Interview with Kings Of Leon: Free To Reign

—by , September 18, 2008

Kings Of Leon (LEGO)I have an old tattered Rolling Stone clipping back from March of 2005 crudely hanging by my desk. The Kings Of Leon were still young boys as they slugged Jack Daniels through their thick facial foliage while sprawled out over velour decor. Their hands shoved down the dresses of Asian women accented the photo spread. The band performed in New York City the night prior to prepare for the release of their sophomore LP, Aha Shake Heartbreak (RCA Records). It is nearing almost four years since then and convincingly I can stand before you and say the Kings Of Leon have survived the hype, expectation, and the classic vices of rock ‘n’ roll. As drummer Nathan Followill will explain, a lot of things have changed since then, but some things remained the same.

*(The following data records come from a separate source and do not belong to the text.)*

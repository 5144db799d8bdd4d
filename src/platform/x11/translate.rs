use std::os::raw::c_ulong;

use super::keymap;
use crate::{
    event::{Event, EventQueue, MouseButton},
    logging::SharedLogger,
    platform::cursor::{CursorLock, MotionAction},
};

/// An Xlib event reduced to the fields the translator needs.
#[derive(Debug, Clone, Copy, PartialEq, Eq)]
pub(crate) enum Notification {
    Key { keysym: c_ulong, pressed: bool },
    Button { button: u32, x: i32, y: i32, pressed: bool },
    Motion { x: i32, y: i32 },
    Configure { width: u32, height: u32 },
    Focus(bool),
    DeleteRequest,
    Destroyed,
}

/// Side effect the backend has to carry out after a translation.
#[derive(Debug, Clone, Copy, PartialEq, Eq)]
pub(crate) enum Reaction {
    None,
    Recenter(i32, i32),
    Viewport(u32, u32),
    /// Destroy the native window.
    Release,
    /// The server already destroyed the window; only drop our handles.
    Forget,
}

/// Turns notifications into events; holds the state that spans several
/// notifications.
pub(crate) struct Translator {
    pub(crate) cursor: CursorLock,
    pub(crate) size: (u32, u32),
    logger: SharedLogger,
}

impl Translator {
    pub(crate) fn new(size: (u32, u32), logger: SharedLogger) -> Self {
        Self {
            cursor: CursorLock::default(),
            size,
            logger,
        }
    }

    pub(crate) fn translate(
        &mut self,
        notification: Notification,
        queue: &mut EventQueue,
    ) -> Reaction {
        match notification {
            Notification::Key { keysym, pressed } => {
                match keymap::from_keysym(keysym) {
                    Some(key) if pressed => queue.push(Event::key_pressed(key)),
                    Some(key) => queue.push(Event::key_released(key)),
                    None => self
                        .logger
                        .trace(format_args!("untranslated keysym {keysym:#x}")),
                }
                Reaction::None
            }
            Notification::Button {
                button,
                x,
                y,
                pressed,
            } => {
                self.button(button, (x, y), pressed, queue);
                Reaction::None
            }
            Notification::Motion { x, y } => {
                match self.cursor.on_motion((x, y), self.size) {
                    MotionAction::Forward => {
                        queue.push(Event::mouse_moved(x, y));
                        Reaction::None
                    }
                    MotionAction::ForwardAndRecenter((cx, cy)) => {
                        queue.push(Event::mouse_moved(x, y));
                        Reaction::Recenter(cx, cy)
                    }
                    MotionAction::Suppress => Reaction::None,
                }
            }
            Notification::Configure { width, height } => {
                // also sent for moves and restacking
                if (width, height) == self.size || width == 0 || height == 0 {
                    return Reaction::None;
                }
                self.size = (width, height);
                queue.push(Event::window_resized(width, height));
                Reaction::Viewport(width, height)
            }
            Notification::Focus(focused) => {
                queue.push(Event::window_focus(focused));
                Reaction::None
            }
            Notification::DeleteRequest => {
                queue.push(Event::window_closed());
                Reaction::Release
            }
            Notification::Destroyed => {
                queue.push(Event::window_closed());
                Reaction::Forget
            }
        }
    }

    /// Core buttons 4 and 5 are the vertical wheel, 6 and 7 the horizontal
    /// one, 8 and 9 the side buttons.
    fn button(
        &self,
        button: u32,
        (x, y): (i32, i32),
        pressed: bool,
        queue: &mut EventQueue,
    ) {
        let button = match button {
            1 => MouseButton::Left,
            2 => MouseButton::Middle,
            3 => MouseButton::Right,
            4 | 5 => {
                if pressed {
                    let delta = if button == 4 { 1 } else { -1 };
                    queue.push(Event::mouse_wheel(delta));
                }
                return;
            }
            6 | 7 => return,
            8 => MouseButton::X1,
            9 => MouseButton::X2,
            other => {
                self.logger
                    .trace(format_args!("ignoring pointer button {other}"));
                return;
            }
        };
        queue.push(Event::mouse_button(x, y, button, pressed));
    }
}

#[cfg(test)]
mod tests {
    use std::sync::Arc;

    use log::Level;
    use x11_dl::keysym;

    use super::*;
    use crate::{event::Key, logging::RecordingLogger};

    fn translator() -> (Translator, Arc<RecordingLogger>) {
        let logger = Arc::new(RecordingLogger::default());
        (Translator::new((800, 600), logger.clone()), logger)
    }

    fn drain(queue: &mut EventQueue) -> Vec<Event> {
        std::iter::from_fn(|| queue.pop()).collect()
    }

    fn button(button: u32, pressed: bool) -> Notification {
        Notification::Button {
            button,
            x: 5,
            y: 7,
            pressed,
        }
    }

    #[test]
    fn wheel_buttons_become_wheel_events_on_press_only() {
        let (mut t, _) = translator();
        let mut queue = EventQueue::new();
        for n in [
            button(4, true),
            button(4, false),
            button(5, true),
            button(5, false),
            button(6, true),
            button(7, false),
        ] {
            assert_eq!(t.translate(n, &mut queue), Reaction::None);
        }
        assert_eq!(
            drain(&mut queue),
            vec![Event::mouse_wheel(1), Event::mouse_wheel(-1)]
        );
    }

    #[test]
    fn regular_buttons_carry_position() {
        let (mut t, _) = translator();
        let mut queue = EventQueue::new();
        let _ = t.translate(button(3, true), &mut queue);
        let _ = t.translate(button(8, false), &mut queue);
        assert_eq!(
            drain(&mut queue),
            vec![
                Event::MousePressed {
                    x: 5,
                    y: 7,
                    button: MouseButton::Right
                },
                Event::MouseReleased {
                    x: 5,
                    y: 7,
                    button: MouseButton::X1
                },
            ]
        );
    }

    #[test]
    fn keys_translate_and_unknown_keysyms_are_logged() {
        let (mut t, logger) = translator();
        let mut queue = EventQueue::new();
        let press = Notification::Key {
            keysym: c_ulong::from(keysym::XK_Escape),
            pressed: true,
        };
        let _ = t.translate(press, &mut queue);
        let _ = t.translate(
            Notification::Key {
                keysym: 0xdead,
                pressed: true,
            },
            &mut queue,
        );
        assert_eq!(drain(&mut queue), vec![Event::key_pressed(Key::Esc)]);
        assert!(logger.contains(Level::Trace, "untranslated keysym"));
    }

    #[test]
    fn locked_motion_requests_recenter_and_drops_the_echo() {
        let (mut t, _) = translator();
        t.cursor.set_locked(true);
        let mut queue = EventQueue::new();

        let reaction =
            t.translate(Notification::Motion { x: 420, y: 300 }, &mut queue);
        assert_eq!(reaction, Reaction::Recenter(400, 300));
        let reaction =
            t.translate(Notification::Motion { x: 400, y: 300 }, &mut queue);
        assert_eq!(reaction, Reaction::None);
        assert_eq!(drain(&mut queue), vec![Event::mouse_moved(420, 300)]);
    }

    #[test]
    fn configure_only_reports_size_changes() {
        let (mut t, _) = translator();
        let mut queue = EventQueue::new();
        let same = Notification::Configure {
            width: 800,
            height: 600,
        };
        assert_eq!(t.translate(same, &mut queue), Reaction::None);

        let bigger = Notification::Configure {
            width: 1024,
            height: 768,
        };
        assert_eq!(
            t.translate(bigger, &mut queue),
            Reaction::Viewport(1024, 768)
        );
        assert_eq!(
            drain(&mut queue),
            vec![Event::window_resized(1024, 768)]
        );
        assert_eq!(t.size, (1024, 768));
    }

    #[test]
    fn close_request_releases_the_window() {
        let (mut t, _) = translator();
        let mut queue = EventQueue::new();
        let _ = t.translate(Notification::Focus(true), &mut queue);
        assert_eq!(
            t.translate(Notification::DeleteRequest, &mut queue),
            Reaction::Release
        );
        assert_eq!(
            drain(&mut queue),
            vec![Event::window_focus(true), Event::window_closed()]
        );
    }

    #[test]
    fn external_destroy_forgets_the_window_without_destroying_it() {
        let (mut t, _) = translator();
        let mut queue = EventQueue::new();
        assert_eq!(
            t.translate(Notification::Destroyed, &mut queue),
            Reaction::Forget
        );
        assert_eq!(drain(&mut queue), vec![Event::window_closed()]);
    }
}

“The beards are gone, the Jack Daniels has been traded in for Jameson, but…,” as Followill pauses, “we still have our hands all over Asian women.”

The Kings Of Leon are gearing to release their forth full-length, to be entitled Only By The Night, on Sept. 23. The brotherhood has remained intact, but the sound continues to evolve. Youth And Young Manhood, alongside Aha Shake, stood as a testament of punishing rock ‘n’ roll, where the tapes were loaded—the record button was depressed—and what you hear is what you got.

“When we released our first record [Youth And Young Manhood] we were scared shitless,” says Nathan. “It was just one of those things. We were in Los Angeles ready to record and there was no turning back. They mic’d us up and whatever came out, that was the record. We were four guys from Tennessee who never had a passport.

Aha Shake was without a doubt more of an urban vibe rather than a rural country record. We toured between releases and I think it would have been impossible to not be influenced by being in another country every other week. The influences of Tennessee couldn’t have been farther away.

“A lot of people now want to know why our sound has changed. They want to know if the shift that was our third record, Because Of The Times, was intentional. The answer is no. We were just growing musically. This is the first and only band any of us have ever been in,” Nathan offers. “What you are hearing is us getting more comfortable with ourselves and our instruments.”

Only By The Night is very much a sonic statement. The record’s opener, “Closer,” will seduce you before abusing the melody sensors in one’s brain with “Sex On Fire.” With the lucid nature of creative energies fueling the band, there was one element of the old Kings Of Leon rawness that was returned for the Only By The Night sessions— engineer/producer Jacquire King.